== Data to process
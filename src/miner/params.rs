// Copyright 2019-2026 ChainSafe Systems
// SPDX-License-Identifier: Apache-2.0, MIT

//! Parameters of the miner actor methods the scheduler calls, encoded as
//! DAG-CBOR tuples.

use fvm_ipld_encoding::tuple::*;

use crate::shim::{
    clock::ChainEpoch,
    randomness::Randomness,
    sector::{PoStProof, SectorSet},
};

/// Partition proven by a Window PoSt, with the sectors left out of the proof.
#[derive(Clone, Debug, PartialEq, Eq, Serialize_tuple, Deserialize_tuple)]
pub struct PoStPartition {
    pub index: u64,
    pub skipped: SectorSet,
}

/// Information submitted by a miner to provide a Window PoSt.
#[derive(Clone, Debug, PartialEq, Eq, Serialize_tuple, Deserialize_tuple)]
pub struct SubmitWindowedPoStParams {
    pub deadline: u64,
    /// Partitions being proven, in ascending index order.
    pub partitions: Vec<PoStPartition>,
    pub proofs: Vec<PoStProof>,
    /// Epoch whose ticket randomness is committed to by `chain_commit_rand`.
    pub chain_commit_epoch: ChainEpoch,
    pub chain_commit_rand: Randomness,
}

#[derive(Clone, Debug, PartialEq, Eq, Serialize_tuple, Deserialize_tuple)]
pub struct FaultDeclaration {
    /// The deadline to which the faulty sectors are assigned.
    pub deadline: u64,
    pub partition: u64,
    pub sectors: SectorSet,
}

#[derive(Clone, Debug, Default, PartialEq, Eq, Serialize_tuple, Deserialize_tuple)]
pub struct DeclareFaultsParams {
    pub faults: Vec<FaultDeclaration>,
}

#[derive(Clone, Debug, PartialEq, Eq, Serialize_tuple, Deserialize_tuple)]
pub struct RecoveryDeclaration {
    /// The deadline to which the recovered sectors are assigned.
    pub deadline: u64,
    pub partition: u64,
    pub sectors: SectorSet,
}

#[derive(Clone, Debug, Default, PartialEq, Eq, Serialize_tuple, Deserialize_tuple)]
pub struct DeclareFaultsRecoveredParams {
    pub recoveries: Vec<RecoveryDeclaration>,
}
====
== Data to process
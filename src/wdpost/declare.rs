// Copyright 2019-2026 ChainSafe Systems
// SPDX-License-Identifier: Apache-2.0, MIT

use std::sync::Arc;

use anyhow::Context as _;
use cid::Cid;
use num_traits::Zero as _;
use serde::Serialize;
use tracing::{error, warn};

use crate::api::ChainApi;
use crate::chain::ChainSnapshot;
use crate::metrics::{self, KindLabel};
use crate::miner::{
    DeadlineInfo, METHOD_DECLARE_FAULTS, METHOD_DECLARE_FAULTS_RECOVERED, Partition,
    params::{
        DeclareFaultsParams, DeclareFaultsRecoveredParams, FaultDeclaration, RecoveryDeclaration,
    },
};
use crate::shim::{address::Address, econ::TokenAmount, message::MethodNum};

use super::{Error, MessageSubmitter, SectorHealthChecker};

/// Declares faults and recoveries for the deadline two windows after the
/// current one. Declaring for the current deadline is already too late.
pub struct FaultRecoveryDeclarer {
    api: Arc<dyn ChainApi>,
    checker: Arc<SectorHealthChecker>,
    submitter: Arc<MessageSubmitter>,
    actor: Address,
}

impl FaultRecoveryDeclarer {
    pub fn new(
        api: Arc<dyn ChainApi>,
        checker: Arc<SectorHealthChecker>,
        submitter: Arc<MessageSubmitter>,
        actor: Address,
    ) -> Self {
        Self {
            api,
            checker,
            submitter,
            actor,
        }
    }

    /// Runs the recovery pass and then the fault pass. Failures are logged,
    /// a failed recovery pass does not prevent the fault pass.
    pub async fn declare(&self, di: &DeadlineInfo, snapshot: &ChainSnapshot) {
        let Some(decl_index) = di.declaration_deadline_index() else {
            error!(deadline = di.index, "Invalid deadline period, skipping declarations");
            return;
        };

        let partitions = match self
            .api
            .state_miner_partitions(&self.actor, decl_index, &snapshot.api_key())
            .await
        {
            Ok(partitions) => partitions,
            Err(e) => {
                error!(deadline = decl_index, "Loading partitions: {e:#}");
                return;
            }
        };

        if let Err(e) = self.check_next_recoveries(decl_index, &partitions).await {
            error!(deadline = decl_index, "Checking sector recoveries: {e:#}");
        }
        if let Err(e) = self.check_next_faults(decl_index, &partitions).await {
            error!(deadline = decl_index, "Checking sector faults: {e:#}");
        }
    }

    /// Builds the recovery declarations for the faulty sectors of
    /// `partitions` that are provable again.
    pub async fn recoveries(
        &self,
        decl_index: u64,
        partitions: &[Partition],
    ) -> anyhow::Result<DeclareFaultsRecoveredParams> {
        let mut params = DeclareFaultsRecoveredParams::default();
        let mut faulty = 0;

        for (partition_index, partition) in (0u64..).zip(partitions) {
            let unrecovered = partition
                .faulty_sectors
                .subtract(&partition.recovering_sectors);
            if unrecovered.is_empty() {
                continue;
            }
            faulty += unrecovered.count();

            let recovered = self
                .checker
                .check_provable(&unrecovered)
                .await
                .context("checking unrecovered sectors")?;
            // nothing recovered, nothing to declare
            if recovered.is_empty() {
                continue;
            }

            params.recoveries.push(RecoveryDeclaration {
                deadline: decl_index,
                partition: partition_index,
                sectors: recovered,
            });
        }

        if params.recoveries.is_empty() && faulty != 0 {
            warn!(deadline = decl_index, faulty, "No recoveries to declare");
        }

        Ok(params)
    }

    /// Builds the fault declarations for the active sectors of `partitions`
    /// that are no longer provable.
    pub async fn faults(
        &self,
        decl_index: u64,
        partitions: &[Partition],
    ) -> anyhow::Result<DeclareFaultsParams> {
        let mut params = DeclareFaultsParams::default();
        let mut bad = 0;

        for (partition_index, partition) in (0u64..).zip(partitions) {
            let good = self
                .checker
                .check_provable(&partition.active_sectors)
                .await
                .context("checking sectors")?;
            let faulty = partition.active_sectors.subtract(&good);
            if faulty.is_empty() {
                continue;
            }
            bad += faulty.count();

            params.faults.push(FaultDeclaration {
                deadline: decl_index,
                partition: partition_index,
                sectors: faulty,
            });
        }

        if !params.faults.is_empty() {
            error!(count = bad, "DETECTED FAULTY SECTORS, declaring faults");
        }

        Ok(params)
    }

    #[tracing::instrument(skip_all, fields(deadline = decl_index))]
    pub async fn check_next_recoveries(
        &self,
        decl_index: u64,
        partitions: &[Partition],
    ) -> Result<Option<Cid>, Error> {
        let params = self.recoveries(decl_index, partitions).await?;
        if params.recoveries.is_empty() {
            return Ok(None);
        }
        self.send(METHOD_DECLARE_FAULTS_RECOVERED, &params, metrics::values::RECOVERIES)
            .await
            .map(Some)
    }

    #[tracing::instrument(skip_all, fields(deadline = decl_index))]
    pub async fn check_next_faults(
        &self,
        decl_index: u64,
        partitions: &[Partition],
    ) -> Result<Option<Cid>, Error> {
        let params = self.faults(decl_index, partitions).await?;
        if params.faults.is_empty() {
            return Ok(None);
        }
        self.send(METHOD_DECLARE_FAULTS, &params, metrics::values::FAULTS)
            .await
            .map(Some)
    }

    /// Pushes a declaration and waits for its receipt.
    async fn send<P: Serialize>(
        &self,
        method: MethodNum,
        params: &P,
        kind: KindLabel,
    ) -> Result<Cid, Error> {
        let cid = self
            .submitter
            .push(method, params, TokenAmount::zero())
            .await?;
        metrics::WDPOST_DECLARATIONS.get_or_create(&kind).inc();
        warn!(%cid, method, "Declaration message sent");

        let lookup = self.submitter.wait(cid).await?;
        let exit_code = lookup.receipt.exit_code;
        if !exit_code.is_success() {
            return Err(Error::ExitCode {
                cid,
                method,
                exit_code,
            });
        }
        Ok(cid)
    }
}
====
> [Exercise requirements]
Find the string "PoStPartition" in the data. Report each line it appears in.

> [Task response]
pub struct PoStPartition {
    pub partitions: Vec<PoStPartition>,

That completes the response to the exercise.